O Caminhos da Reportagem se inspirou na exposição Vaivém, que esteve em cartaz no Centro Cultural Banco do Brasil (CCBB) em quatro cidades pelo país, para tratar de um objeto que está presente na cultura brasileira: as redes de dormir. A equipe de reportagem viajou ao Amazonas e ao Ceará, onde o costume da rede é mais arraigado, em busca de histórias de pessoas que usam as redes de dormir no cotidiano. O programa vai ao ar neste domingo, às 21h30.
Raphael Fonseca é doutor em História e foi o curador da exposição Vaivém. Ao Caminhos da Reportagem, ele explica que a rede é um objeto constante da nossa cultura. “Há muitos significados, muitos usos e muitos símbolos por trás dela”, explica. “Eu acho que é totalmente possível contar a História do Brasil a partir da rede”, completa.
A rede está ligada à necessidade de descanso devido ao trabalho braçal no calor em que os brasileiros vivem. Mas ela também está muito associada à representação da preguiça. Raphael Fonseca volta à história para explicar de onde vem o estereótipo da preguiça quando pensamos em redes. “Em 1808, dom João VI foge de Napoleão, vem para o Brasil e se instala aqui. Uma vez que o Brasil tenta ser um país moderno, com mais móveis e um novo urbanismo, a rede pouco a pouco começa a ser vista como uma coisa de um corpo preguiçoso, uma coisa arcaica”, afirma.
Além de sinônimo de férias e de descanso, a rede é um costume na vida de muitos brasileiros. No trajeto de barco que liga o município Novo Airão à capital Manaus, no Amazonas, as redes substituem as poltronas de viagem. A travessia de barco dura nove horas e custa R$ 40. Cada passageiro precisa levar a sua rede. Para os amazonenses e turistas que fazem a viagem pelo rio Negro, o diferencial é a paisagem.
A rede é também fonte de renda para muitas pessoas. A produção de redes é uma atividade típica e tradicional do estado do Ceará. O município de Jaguaruana é conhecido como a terra da rede. Raimunda da Silva trabalha como artesã desde os 12 anos de idade no sertão cearense. Um trabalho que aprendeu a fazer com a mãe. “Aqui é a terra da rede né? E realmente é mesmo, porque todo trabalho da rede é feito aqui em Jaguaruana. Começa desde o algodão até o término da rede”, conta.

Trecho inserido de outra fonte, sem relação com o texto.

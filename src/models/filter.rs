use super::time_slot::TimeSlot;
use crate::errors::{AppError, AppResult};
use serde::Serialize;

/// User-selected filter over reservations.
///
/// An empty `slots` selection means "no time-of-day constraint", not
/// "nothing matches".
#[derive(Debug, Clone, PartialEq, Eq, Serialize)]
pub struct ReservationFilter {
    pub year: i32,
    pub month: u32,
    pub slots: Vec<TimeSlot>,
}

impl ReservationFilter {
    pub fn new(year: i32, month: u32, slots: Vec<TimeSlot>) -> AppResult<Self> {
        if !(1..=12).contains(&month) {
            return Err(AppError::InvalidMonth(month));
        }

        let mut unique: Vec<TimeSlot> = Vec::with_capacity(slots.len());
        for s in slots {
            if !unique.contains(&s) {
                unique.push(s);
            }
        }

        Ok(Self {
            year,
            month,
            slots: unique,
        })
    }

    /// Filter for a month with every time slot selected (dashboard default).
    pub fn all_slots(year: i32, month: u32) -> AppResult<Self> {
        Self::new(year, month, TimeSlot::ALL.to_vec())
    }

    pub fn has_time_constraint(&self) -> bool {
        !self.slots.is_empty()
    }

    /// `YYYY-MM` label of the filtered period.
    pub fn period_label(&self) -> String {
        format!("{:04}-{:02}", self.year, self.month)
    }
}
use crate::core::calculator::{ages, categories};
use crate::models::distribution::{Distribution, DistributionKind};
use crate::models::filter::ReservationFilter;
use crate::models::report::{GenderRatio, Headline, Report, TopEntry};
use crate::models::user::UserRecord;
use crate::utils::date::age_on;
use chrono::NaiveDate;

pub struct Core;

impl Core {
    /// Aggregate an already filtered, deduplicated set of users.
    ///
    /// Callers route the empty case to "no data" first; with no users the
    /// headline metrics are simply all `None`.
    pub fn summarize(filter: &ReservationFilter, users: &[UserRecord], as_of: NaiveDate) -> Report {
        let total_users = users.len();

        let professions = categories::count_by(
            DistributionKind::Profession,
            users.iter().map(|u| u.profession.as_str()),
        );
        let genders = categories::count_by(
            DistributionKind::Gender,
            users.iter().map(|u| u.gender.as_str()),
        );

        let ages = Self::valid_ages(users, as_of);
        let skipped_birthdays = total_users - ages.len();

        let headline = Headline {
            top_profession: Self::top_entry(&professions, total_users),
            gender_ratio: Self::gender_ratio(&genders),
            age: ages::summarize_ages(&ages),
        };

        Report {
            filter: filter.clone(),
            as_of,
            total_users,
            headline,
            professions,
            genders,
            ages: ages::age_distribution(&ages),
            skipped_birthdays,
        }
    }

    /// Ages of users whose birthday is known and not after `as_of`.
    pub fn valid_ages(users: &[UserRecord], as_of: NaiveDate) -> Vec<i32> {
        users
            .iter()
            .filter_map(|u| u.birthday)
            .filter(|b| *b <= as_of)
            .map(|b| age_on(b, as_of))
            .collect()
    }

    fn top_entry(dist: &Distribution, total: usize) -> Option<TopEntry> {
        let first = dist.first()?;
        if total == 0 {
            return None;
        }
        Some(TopEntry {
            value: first.label.clone(),
            count: first.count,
            share: first.count as f64 / total as f64,
        })
    }

    /// Needs at least two distinct genders.
    fn gender_ratio(dist: &Distribution) -> Option<GenderRatio> {
        match dist.entries.as_slice() {
            [first, second, ..] => Some(GenderRatio {
                first: first.label.clone(),
                first_count: first.count,
                second: second.label.clone(),
                second_count: second.count,
            }),
            _ => None,
        }
    }
}
use crate::cli::commands::open_reporting_db;
use crate::cli::parser::Commands;
use crate::config::Config;
use crate::core::report::selectable_domain;
use crate::errors::AppResult;
use crate::ui::labels::slot_label;
use crate::ui::messages::{header, warning};
use crate::utils::colors::{CYAN, RESET};
use crate::utils::table::{Column, Table};

/// Handle the `range` command: what can be selected in `report`/`export`.
pub fn handle(cmd: &Commands, cfg: &Config) -> AppResult<()> {
    if let Commands::Range = cmd {
        let mut pool = open_reporting_db(cfg)?;

        let Some(domain) = selectable_domain(&mut pool)? else {
            warning("No reservations in the database.");
            return Ok(());
        };

        header("Selectable filters");
        println!(
            "{}• Reservations:{} {} → {}",
            CYAN, RESET, domain.first_date, domain.last_date
        );
        println!(
            "{}• Years:{} {}-{}",
            CYAN,
            RESET,
            domain.years().start(),
            domain.years().end()
        );
        println!(
            "{}• Months:{} {}-{}",
            CYAN,
            RESET,
            domain.months().start(),
            domain.months().end()
        );
        println!("{}• Time slots:{}", CYAN, RESET);

        let mut table = Table::new(vec![Column::new("id"), Column::new("label")]);
        for slot in domain.slots() {
            table.add_row(vec![
                slot.id().to_string(),
                slot_label(slot, cfg.language).to_string(),
            ]);
        }
        print!("{}", table.render());
    }
    Ok(())
}
use crate::cli::commands::{open_reporting_db, resolve_filter};
use crate::cli::parser::Commands;
use crate::config::Config;
use crate::errors::AppResult;
use crate::export::ExportLogic;

pub fn handle(cmd: &Commands, cfg: &Config) -> AppResult<()> {
    if let Commands::Export {
        filter,
        format,
        file,
        force,
    } = cmd
    {
        let mut pool = open_reporting_db(cfg)?;
        let (filter, as_of) = resolve_filter(&mut pool, filter)?;
        ExportLogic::export(&mut pool, *format, file, &filter, as_of, *force)?;
    }
    Ok(())
}
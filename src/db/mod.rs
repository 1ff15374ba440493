pub mod pool;
pub mod queries;
pub mod schema;
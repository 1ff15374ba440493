use super::distribution::Distribution;
use super::filter::ReservationFilter;
use chrono::NaiveDate;
use serde::Serialize;

/// Most common value of a categorical attribute.
#[derive(Debug, Clone, PartialEq, Serialize)]
pub struct TopEntry {
    pub value: String,
    pub count: usize,
    /// count / total, in `0.0..=1.0`
    pub share: f64,
}

/// The two most common genders. Absent when fewer than two distinct values
/// are present in the result set.
#[derive(Debug, Clone, PartialEq, Eq, Serialize)]
pub struct GenderRatio {
    pub first: String,
    pub first_count: usize,
    pub second: String,
    pub second_count: usize,
}

impl GenderRatio {
    pub fn counts(&self) -> String {
        format!("{}/{}", self.first_count, self.second_count)
    }
}

#[derive(Debug, Clone, PartialEq, Serialize)]
pub struct AgeSummary {
    /// Unrounded arithmetic mean.
    pub mean: f64,
    pub min: i32,
    pub max: i32,
}

#[derive(Debug, Clone, PartialEq, Serialize)]
pub struct Headline {
    pub top_profession: Option<TopEntry>,
    pub gender_ratio: Option<GenderRatio>,
    pub age: Option<AgeSummary>,
}

#[derive(Debug, Clone, PartialEq, Serialize)]
pub struct Report {
    pub filter: ReservationFilter,
    pub as_of: NaiveDate,
    pub total_users: usize,
    pub headline: Headline,
    pub professions: Distribution,
    pub genders: Distribution,
    pub ages: Distribution,
    /// Users left out of age statistics because their birthday is missing,
    /// malformed or after `as_of`.
    pub skipped_birthdays: usize,
}

impl Report {
    pub fn distributions(&self) -> [&Distribution; 3] {
        [&self.professions, &self.genders, &self.ages]
    }
}

/// Result of one query → aggregate pass.
#[derive(Debug, Clone, PartialEq)]
pub enum ReportOutcome {
    /// No reservation matched the filter.
    NoData(ReservationFilter),
    Ready(Box<Report>),
}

Uma rede, para ficar pronta, passa pelas mãos de no mínimo dez pessoas se tiver acabamentos mais simples. Aquelas redes mais sofisticadas podem envolver até 20 pessoas. Maria José Maia, mais conhecida como Mazé, é fabricante de rede e trabalha com o fio, como ela diz, há 40 anos. “Eu não quero deixar de trabalhar com o fio. Eu que levanto cedo para abrir a fábrica para os tecelões e eu é quem fecho, a responsabilidade é minha”.
O antropólogo e educador Babi Fonteles, da Universidade Federal do Ceará, lembra que a rede acompanha toda a trajetória da vida, desde o nascimento até a morte, no momento do sepultamento de uma pessoa. Ele conta que quando um parente falecia e a família não tinha dinheiro para mandar fazer o caixão, a pessoa era levada para o cemitério, então, na própria rede.
Assim como a rede está associada ao momento da morte, ela também guarda uma relação com o nascimento e a maternidade. No Hospital Regional de Ceilândia, no Distrito Federal, os bebês são colocados em redes nas incubadoras da UTI neonatal. A terapeuta ocupacional Hellen Rabelo e a fisioterapeuta Fernanda Nunes são as criadoras do projeto Neném na Rede. Elas explicam que a literatura científica descreve os benefícios do uso da rede dentro da unidade neonatal. Com a terapia em rede, elas tentam fazer uma simulação do bebê como se ele estivesse dentro do útero da mãe. “Os bebês ficam durante cerca de duas horas na rede em alguns dias da semana, e a gente vê essa explosão de humanização e de benefícios para os bebês e para as famílias”, diz Hellen. O hospital onde elas atuam fica no Distrito Federal, mas a costureira que faz as redinhas 100% de algodão para o projeto é cearense.